Exercise details
Set down each entry again exactly as written.

Entries taken from a collection:
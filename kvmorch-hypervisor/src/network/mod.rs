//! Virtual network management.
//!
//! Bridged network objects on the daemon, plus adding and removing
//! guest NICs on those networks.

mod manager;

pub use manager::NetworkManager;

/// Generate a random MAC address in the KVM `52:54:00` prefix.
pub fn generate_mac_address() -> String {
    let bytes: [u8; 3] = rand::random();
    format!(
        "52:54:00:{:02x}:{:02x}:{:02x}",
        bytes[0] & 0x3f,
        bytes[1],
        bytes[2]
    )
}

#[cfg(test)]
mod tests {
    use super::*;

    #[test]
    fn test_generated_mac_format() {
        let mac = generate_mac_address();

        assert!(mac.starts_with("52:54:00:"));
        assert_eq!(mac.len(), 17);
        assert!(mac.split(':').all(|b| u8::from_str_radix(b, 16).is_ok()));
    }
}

Answer for this exercise
filename kvmorch-hypervisor/src/network/mod.rs
//! Virtual network management.
//!
//! Bridged network objects on the daemon, plus adding and removing
//! guest NICs on those networks.

mod manager;

pub use manager::NetworkManager;

/// Generate a random MAC address in the KVM `52:54:00` prefix.
pub fn generate_mac_address() -> String {
    let bytes: [u8; 3] = rand::random();
    format!(
        "52:54:00:{:02x}:{:02x}:{:02x}",
        bytes[0] & 0x3f,
        bytes[1],
        bytes[2]
    )
}

#[cfg(test)]
mod tests {
    use super::*;

    #[test]
    fn test_generated_mac_format() {
        let mac = generate_mac_address();

        assert!(mac.starts_with("52:54:00:"));
        assert_eq!(mac.len(), 17);
        assert!(mac.split(':').all(|b| u8::from_str_radix(b, 16).is_ok()));
    }
}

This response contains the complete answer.